■ TASK ITEM: Where a line below includes the word "Lowercase", copy that line.

=== AVAILABLE DATA ===

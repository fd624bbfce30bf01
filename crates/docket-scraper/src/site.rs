//! Site profile: selectors and page markers for the court portal.
//!
//! Everything the orchestrator and challenge panel know about the
//! remote page's shape lives here, so a portal redesign is a data
//! change rather than a logic change.

use serde::{Deserialize, Serialize};

/// CSS selectors for the search form.
#[derive(Debug, Clone, Serialize, Deserialize)]
pub struct FormSelectors {
    /// `<select>` holding the case type designation
    pub case_type_select: String,
    /// Input for the numeric case number
    pub case_number_input: String,
    /// `<select>` holding the filing year
    pub year_select: String,
    /// Input the captcha code is typed into
    pub captcha_input: String,
    /// The captcha image element
    pub captcha_image: String,
    /// Control that loads a fresh captcha, when the portal offers one
    pub captcha_refresh: Option<String>,
    /// The form submit control
    pub submit_button: String,
}

/// Full description of the remote portal.
#[derive(Debug, Clone, Serialize, Deserialize)]
pub struct SiteProfile {
    /// Search page URL
    pub base_url: String,
    /// Form selectors
    pub form: FormSelectors,
    /// Selector that signals the result page has rendered
    pub result_marker: String,
    /// Lowercase page-text fragments meaning the code was wrong
    pub rejected_markers: Vec<String>,
    /// Lowercase page-text fragments meaning the challenge lapsed
    pub expired_markers: Vec<String>,
}

impl SiteProfile {
    /// Profile for the Delhi High Court case-status portal.
    #[must_use]
    pub fn delhi_high_court(base_url: impl Into<String>) -> Self {
        Self {
            base_url: base_url.into(),
            form: FormSelectors {
                case_type_select: "select[name='case_type']".to_string(),
                case_number_input: "input[name='case_number'], input[name='case_no']".to_string(),
                year_select: "select[name='case_year'], select[name='year']".to_string(),
                captcha_input: "input[name='captcha'], input[name='captchaInput']".to_string(),
                captcha_image: "img#captcha-image, img.captcha-image, img[alt*='captcha' i]"
                    .to_string(),
                captcha_refresh: Some("a#captcha-refresh, button.captcha-refresh".to_string()),
                submit_button: "button[type='submit'], input[type='submit']".to_string(),
            },
            result_marker: "table, .case-details, #case-status".to_string(),
            rejected_markers: vec![
                "invalid captcha".to_string(),
                "captcha mismatch".to_string(),
                "incorrect captcha".to_string(),
            ],
            expired_markers: vec![
                "captcha expired".to_string(),
                "session expired".to_string(),
                "session has timed out".to_string(),
            ],
        }
    }
}
//! Database connection management.
//!
//! Builds an `SQLx` SQLite pool configured for concurrent writers:
//! WAL journaling, enforced foreign keys, and a busy timeout so a
//! second writer waits for the lock instead of failing immediately.

use crate::error::{Result, StorageError};
use sqlx::sqlite::{SqliteConnectOptions, SqlitePoolOptions};
use sqlx::{Pool, Sqlite};
use std::path::Path;
use std::str::FromStr;

/// Open a connection pool at `path` (or `:memory:` for tests).
///
/// # Errors
/// Returns `StorageError::Open` if the file cannot be created or the
/// connection options are invalid.
pub async fn connect(path: impl AsRef<Path>, max_connections: u32) -> Result<Pool<Sqlite>> {
    let path_str = path
        .as_ref()
        .to_str()
        .ok_or_else(|| StorageError::Open("invalid database path: not valid UTF-8".to_string()))?;

    let connect_options = SqliteConnectOptions::from_str(path_str)
        .map_err(|e| StorageError::Open(format!("invalid connection string: {e}")))?
        .pragma("journal_mode", "WAL")
        .pragma("foreign_keys", "ON")
        .pragma("busy_timeout", "5000")
        .create_if_missing(true);

    // A pool of :memory: connections would each open a private
    // database; tests need a single shared connection.
    let max_connections = if path_str == ":memory:" {
        1
    } else {
        max_connections
    };

    let pool = SqlitePoolOptions::new()
        .max_connections(max_connections)
        .connect_with(connect_options)
        .await
        .map_err(|e| StorageError::Open(format!("failed to initialize pool: {e}")))?;

    tracing::info!("database pool created at {}", path_str);

    Ok(pool)
}

#[cfg(test)]
mod tests {
    use super::*;

    #[tokio::test]
    async fn test_pool_creation_in_memory() {
        let pool = connect(":memory:", 5).await.expect("create pool");

        sqlx::query("SELECT 1")
            .execute(&pool)
            .await
            .expect("run trivial query");
    }

    #[tokio::test]
    async fn test_pool_creation_on_disk() {
        let tmp = tempfile::TempDir::new().expect("create temp dir");
        let db_path = tmp.path().join("docket.db");

        let pool = connect(&db_path, 2).await.expect("create pool");
        sqlx::query("SELECT 1")
            .execute(&pool)
            .await
            .expect("run trivial query");

        assert!(db_path.exists());
    }
}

===

■ TASK ANSWER:
    /// Lowercase page-text fragments meaning the code was wrong
    /// Lowercase page-text fragments meaning the challenge lapsed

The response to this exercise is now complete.